> **Data records**
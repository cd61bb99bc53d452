use std::{
    cell::Cell,
    time::{Duration, Instant},
};

/// Monotonic time source for scheduled removals.
pub trait Clock {
    fn now(&self) -> Instant;
}

#[derive(Debug, Default, Clone, Copy)]
pub struct MonotonicClock;

impl Clock for MonotonicClock {
    fn now(&self) -> Instant {
        Instant::now()
    }
}

/// A clock that only moves when told to. Useful for replays and tests.
#[derive(Debug)]
pub struct ManualClock {
    origin: Instant,
    offset: Cell<Duration>,
}

impl ManualClock {
    pub fn new() -> Self {
        ManualClock {
            origin: Instant::now(),
            offset: Cell::new(Duration::ZERO),
        }
    }

    pub fn advance(&self, by: Duration) {
        self.offset.set(self.offset.get() + by);
    }

    pub fn elapsed(&self) -> Duration {
        self.offset.get()
    }
}

impl Default for ManualClock {
    fn default() -> Self {
        ManualClock::new()
    }
}

impl Clock for ManualClock {
    fn now(&self) -> Instant {
        self.origin + self.offset.get()
    }
}

impl<C: Clock + ?Sized> Clock for &C {
    fn now(&self) -> Instant {
        (**self).now()
    }
}
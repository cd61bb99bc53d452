use std::{
    cmp::Reverse,
    collections::BinaryHeap,
    time::{Duration, Instant},
};

use indexmap::IndexMap;
use log::debug;

use crate::{
    Point2D,
    clock::{Clock, MonotonicClock},
};

pub type ContactId = u64;

#[derive(Debug, Clone, Copy, PartialEq)]
pub struct Contact {
    pub id: ContactId,
    pub x: f32,
    pub y: f32,
}

impl Contact {
    pub fn new(id: ContactId, position: Point2D) -> Self {
        Contact {
            id,
            x: position.0,
            y: position.1,
        }
    }

    pub fn position(&self) -> Point2D {
        (self.x, self.y)
    }
}

/// Field order matters: the derived ordering sorts by due time first, then by
/// the order in which removals were scheduled.
#[derive(Debug, Clone, Copy, PartialEq, Eq, PartialOrd, Ord)]
struct PendingRemoval {
    due: Instant,
    sequence: u64,
    id: ContactId,
}

/// Active contacts keyed by id, plus the queue of deferred removals.
///
/// Removals are keyed by id only. If a contact is released and then pressed again
/// before its removal is due, the stale removal still deletes the new entry.
///
/// Removals that have fallen due run before any later upsert, and reads never report
/// a contact whose removal is due, even if nobody has polled the queue yet.
pub struct ContactTracker<C: Clock = MonotonicClock> {
    clock: C,
    contacts: IndexMap<ContactId, Point2D>,
    pending_removals: BinaryHeap<Reverse<PendingRemoval>>,
    next_sequence: u64,
}

impl ContactTracker<MonotonicClock> {
    pub fn new() -> Self {
        ContactTracker::with_clock(MonotonicClock)
    }
}

impl Default for ContactTracker<MonotonicClock> {
    fn default() -> Self {
        ContactTracker::new()
    }
}

impl<C: Clock> ContactTracker<C> {
    pub fn with_clock(clock: C) -> Self {
        ContactTracker {
            clock,
            contacts: IndexMap::new(),
            pending_removals: BinaryHeap::new(),
            next_sequence: 0,
        }
    }

    pub fn upsert(&mut self, id: ContactId, position: Point2D) {
        self.run_due_removals();
        self.contacts.insert(id, position);
    }

    /// Queue removal of `id` once `delay` has elapsed. There is no way to cancel this.
    pub fn schedule_removal(&mut self, id: ContactId, delay: Duration) {
        let due = self.clock.now() + delay;
        self.pending_removals.push(Reverse(PendingRemoval {
            due,
            sequence: self.next_sequence,
            id,
        }));
        self.next_sequence += 1;
        debug!(
            "Scheduled removal of contact #{} in {}ms",
            id,
            delay.as_millis()
        );
    }

    /// Run every removal whose due time has passed. Returns how many ran,
    /// including those whose contact was already gone.
    pub fn run_due_removals(&mut self) -> usize {
        let now = self.clock.now();
        let mut ran = 0;
        while let Some(Reverse(next)) = self.pending_removals.peek() {
            if next.due > now {
                break;
            }
            let id = next.id;
            self.pending_removals.pop();
            ran += 1;
            // swap_remove is a bit faster and we don't care about the order
            if self.contacts.swap_remove(&id).is_some() {
                debug!("Removed contact #{}", id);
            } else {
                debug!("Removal for contact #{} found nothing to remove", id);
            }
        }
        ran
    }

    pub fn time_until_next_removal(&self) -> Option<Duration> {
        self.pending_removals
            .peek()
            .map(|Reverse(next)| next.due.saturating_duration_since(self.clock.now()))
    }

    fn removal_due(&self, id: ContactId, now: Instant) -> bool {
        self.pending_removals
            .iter()
            .any(|Reverse(pending)| pending.id == id && pending.due <= now)
    }

    fn live_contacts(&self) -> impl Iterator<Item = (&ContactId, &Point2D)> {
        let now = self.clock.now();
        self.contacts
            .iter()
            .filter(move |(id, _)| !self.removal_due(**id, now))
    }

    pub fn snapshot(&self) -> Vec<Contact> {
        self.live_contacts()
            .map(|(id, position)| Contact::new(*id, *position))
            .collect()
    }

    pub fn position(&self, id: ContactId) -> Option<Point2D> {
        if self.removal_due(id, self.clock.now()) {
            return None;
        }
        self.contacts.get(&id).copied()
    }

    pub fn contains(&self, id: ContactId) -> bool {
        self.position(id).is_some()
    }

    pub fn len(&self) -> usize {
        self.live_contacts().count()
    }

    pub fn is_empty(&self) -> bool {
        self.len() == 0
    }

    pub fn pending_removals(&self) -> usize {
        self.pending_removals.len()
    }
}
use egui::{Align2, Color32, FontId, Frame, Painter, Stroke, pos2};
use touch_paint::{
    render::{Circle, Surface},
    style_config::Colour,
};

use crate::model::Model;

/// Hairline rings are still drawn one point wide.
const MIN_STROKE_WIDTH: f32 = 1.0;

/// Draws rings straight onto an egui layer.
pub struct EguiSurface<'a> {
    painter: &'a Painter,
}

impl<'a> EguiSurface<'a> {
    pub fn new(painter: &'a Painter) -> Self {
        EguiSurface { painter }
    }
}

impl Surface for EguiSurface<'_> {
    fn draw_circle(&mut self, circle: &Circle) {
        let (x, y) = circle.centre;
        let Colour { r, g, b } = circle.colour;
        self.painter.circle_stroke(
            pos2(x, y),
            circle.radius,
            Stroke::new(
                circle.stroke_width.max(MIN_STROKE_WIDTH),
                Color32::from_rgb(r, g, b),
            ),
        );
    }
}

pub fn render_ui(ctx: &egui::Context, model: &mut Model) {
    egui::CentralPanel::default()
        .frame(Frame::none().fill(Color32::BLACK))
        .show(ctx, |ui| {
            let painter = ui.painter();
            model.paint_surface.on_paint(&mut EguiSurface::new(painter));

            if model.show_overlay {
                painter.text(
                    ui.max_rect().left_bottom() + egui::vec2(8., -8.),
                    Align2::LEFT_BOTTOM,
                    format!(
                        "contacts: {}   touches: {}   (H to hide)",
                        model.paint_surface.tracker().len(),
                        model.touches_seen.get()
                    ),
                    FontId::monospace(12.),
                    Color32::GRAY,
                );
            }
        });
}
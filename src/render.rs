use rand::Rng;

use crate::{
    Point2D,
    contacts::Contact,
    style_config::{Colour, ColourMode, PALETTE, StyleConfig},
};

/// Added to the stroke width for each of the three rings, innermost first.
pub const RING_OFFSETS: [f32; 3] = [0.0, 3.0, 5.0];

#[derive(Debug, Clone, Copy, PartialEq)]
pub struct Circle {
    pub centre: Point2D,
    pub radius: f32,
    pub stroke_width: f32,
    pub colour: Colour,
}

/// Whatever the host can draw rings onto.
pub trait Surface {
    fn draw_circle(&mut self, circle: &Circle);
}

/// Draw three concentric rings at every contact, each with its own colour.
pub fn render<R, S>(contacts: &[Contact], style: &StyleConfig, rng: &mut R, surface: &mut S)
where
    R: Rng + ?Sized,
    S: Surface + ?Sized,
{
    let w = style.stroke_width();
    for contact in contacts {
        for offset in RING_OFFSETS {
            surface.draw_circle(&Circle {
                centre: contact.position(),
                radius: w + offset,
                stroke_width: w,
                colour: pick_colour(style, rng),
            });
        }
    }
}

fn pick_colour<R: Rng + ?Sized>(style: &StyleConfig, rng: &mut R) -> Colour {
    match style.colour_mode() {
        ColourMode::Random => random_colour(rng),
        ColourMode::Palette => PALETTE[rng.random_range(0..PALETTE.len())],
        ColourMode::Stroke => style.stroke_colour(),
    }
}

/// Channels are drawn from 0..255, so full intensity never comes up.
pub fn random_colour<R: Rng + ?Sized>(rng: &mut R) -> Colour {
    Colour::new(
        rng.random_range(0..255),
        rng.random_range(0..255),
        rng.random_range(0..255),
    )
}
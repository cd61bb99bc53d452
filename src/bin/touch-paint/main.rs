//! # Touch Paint
//!
//! A native window which draws three rings under every finger (and, unless disabled,
//! under the mouse while a button is held). Released contacts linger for a random
//! moment before they disappear.
//!
use anyhow::anyhow;
use clap::Parser;

use env_logger::Env;
use log::{debug, info};
use model::Model;
use touch_paint::{paint_surface::PaintSurface, settings::Cli};

mod model;
mod touch_input;
mod ui;

fn main() -> anyhow::Result<()> {
    let cli = Cli::parse();

    // Initialize the logger from the environment

    env_logger::Builder::from_env(Env::default().default_filter_or(&cli.log_level))
        .filter_module("winit", log::LevelFilter::Warn)
        .filter_module("eframe", log::LevelFilter::Warn)
        .init();

    debug!("Started; args: {:?}", cli);

    let style = cli.style_config()?;
    info!(
        "Style: stroke width {}, stroke colour {}, colour mode {:?}",
        style.stroke_width(),
        style.stroke_colour(),
        style.colour_mode()
    );

    let paint_surface = PaintSurface::new(style, cli.seed);
    let model = Model::new(paint_surface, !cli.pointer_disable);

    let options = eframe::NativeOptions {
        initial_window_size: Some(egui::vec2(cli.window_width, cli.window_height)),
        ..Default::default()
    };
    eframe::run_native("Touch Paint", options, Box::new(|_cc| Box::new(model)))
        .map_err(|e| anyhow!("Window closed with error: {:?}", e))
}
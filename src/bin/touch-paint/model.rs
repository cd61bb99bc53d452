use std::{cell::Cell, rc::Rc};

use log::info;
use touch_paint::paint_surface::PaintSurface;

use crate::{touch_input::TouchInput, ui::render_ui};

pub struct Model {
    pub paint_surface: PaintSurface,
    pub touch_input: TouchInput,
    pub touches_seen: Rc<Cell<u64>>,
    pub show_overlay: bool,
}

impl Model {
    pub fn new(mut paint_surface: PaintSurface, pointer_enabled: bool) -> Self {
        let touches_seen = Rc::new(Cell::new(0));
        let counter = touches_seen.clone();
        paint_surface.set_touch_listener(move || counter.set(counter.get() + 1));

        info!(
            "Touch Paint started OK; pointer contacts {}",
            if pointer_enabled { "enabled" } else { "disabled" }
        );

        Model {
            paint_surface,
            touch_input: TouchInput::new(pointer_enabled),
            touches_seen,
            show_overlay: true,
        }
    }
}

impl eframe::App for Model {
    fn update(&mut self, ctx: &egui::Context, _frame: &mut eframe::Frame) {
        let events = ctx.input(|i| i.events.clone());
        for event in events.iter() {
            if let Some(input_event) = self.touch_input.translate(event) {
                self.paint_surface.on_input_event(&input_event);
            }
        }

        if ctx.input(|i| i.key_pressed(egui::Key::H)) {
            self.show_overlay = !self.show_overlay;
        }

        if self.paint_surface.take_redraw_request() {
            ctx.request_repaint();
        }

        render_ui(ctx, self);

        // Wake up again for the next scheduled removal, even without any input
        if let Some(wakeup) = self.paint_surface.next_wakeup() {
            ctx.request_repaint_after(wakeup);
        }
    }
}
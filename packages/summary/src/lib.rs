#![cfg_attr(feature = "fail-on-warnings", deny(warnings))]
#![warn(clippy::all, clippy::pedantic, clippy::nursery, clippy::cargo)]
#![allow(clippy::multiple_crate_versions, clippy::cargo_common_metadata)]

//! Cleaned trip summaries for analysis.
//!
//! Each trip file is read, filtered for plausible values, and trimmed of
//! its fastest and slowest 1% of trips before being folded into the
//! running totals. Pickup locations are matched to neighborhoods purely by
//! looking up their rounded coordinate in the resolved-location cache; no
//! geometry is involved at this stage.

pub mod aggregate;
pub mod clean;
pub mod holidays;
pub mod output;
pub mod weather;

use std::path::PathBuf;

use taxi_nbhd_cache::{CacheError, LocationIndex};
use taxi_nbhd_progress::ProgressCallback;
use taxi_nbhd_trip::{TripError, TripFile};
use thiserror::Error;

pub use aggregate::{Summaries, SummaryBuilder};
pub use output::write_summaries;
pub use weather::WeatherTable;

/// Errors that can occur while building summaries.
#[derive(Debug, Error)]
pub enum SummaryError {
    /// I/O error.
    #[error("IO error: {0}")]
    Io(#[from] std::io::Error),

    /// CSV error.
    #[error("CSV error: {0}")]
    Csv(#[from] csv::Error),

    /// Reading a trip file failed.
    #[error(transparent)]
    Trip(#[from] TripError),

    /// Reading the location cache failed.
    #[error(transparent)]
    Cache(#[from] CacheError),

    /// A weather row's first cell is not a date.
    #[error("{}:{line}: invalid weather date {value:?}", .path.display())]
    InvalidWeatherDate {
        /// Weather file.
        path: PathBuf,
        /// 1-based line number, counting the header.
        line: u64,
        /// The offending cell.
        value: String,
    },
}

/// Builds every summary table from `files`.
///
/// # Errors
///
/// Returns [`SummaryError::Trip`] if a trip file cannot be read.
pub fn summarize_files(
    files: &[TripFile],
    index: &LocationIndex,
    decimals: u32,
    progress: &dyn ProgressCallback,
) -> Result<Summaries, SummaryError> {
    let mut builder = SummaryBuilder::new(index);
    progress.set_total(files.len() as u64);

    for file in files {
        progress.set_message(format!("Summarizing {}", file.path.display()));

        let mut kept = Vec::new();
        let read = taxi_nbhd_trip::reader::for_each_trip(&file.path, |trip| {
            if let Some(clean) = clean::clean_trip(&trip, file.taxi_type, decimals) {
                kept.push(clean);
            }
        })?;
        let plausible = kept.len();
        let kept = clean::trim_speeds(kept);

        log::info!(
            "{}: {read} trips, {plausible} plausible, {} after speed trim",
            file.path.display(),
            kept.len()
        );
        for trip in &kept {
            builder.add(trip);
        }
        progress.inc(1);
    }

    progress.finish(format!("Summarized {} trips", builder.trips()));
    Ok(builder.finish())
}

> **Your task**
Copying should begin at the line containing "counting the header." and end at the last line of the material, with every line in between reproduced exactly.

> **Task output**
        /// 1-based line number, counting the header.
        line: u64,
        /// The offending cell.
        value: String,
    },
}

/// Builds every summary table from `files`.
///
/// # Errors
///
/// Returns [`SummaryError::Trip`] if a trip file cannot be read.
pub fn summarize_files(
    files: &[TripFile],
    index: &LocationIndex,
    decimals: u32,
    progress: &dyn ProgressCallback,
) -> Result<Summaries, SummaryError> {
    let mut builder = SummaryBuilder::new(index);
    progress.set_total(files.len() as u64);

    for file in files {
        progress.set_message(format!("Summarizing {}", file.path.display()));

        let mut kept = Vec::new();
        let read = taxi_nbhd_trip::reader::for_each_trip(&file.path, |trip| {
            if let Some(clean) = clean::clean_trip(&trip, file.taxi_type, decimals) {
                kept.push(clean);
            }
        })?;
        let plausible = kept.len();
        let kept = clean::trim_speeds(kept);

        log::info!(
            "{}: {read} trips, {plausible} plausible, {} after speed trim",
            file.path.display(),
            kept.len()
        );
        for trip in &kept {
            builder.add(trip);
        }
        progress.inc(1);
    }

    progress.finish(format!("Summarized {} trips", builder.trips()));
    Ok(builder.finish())
}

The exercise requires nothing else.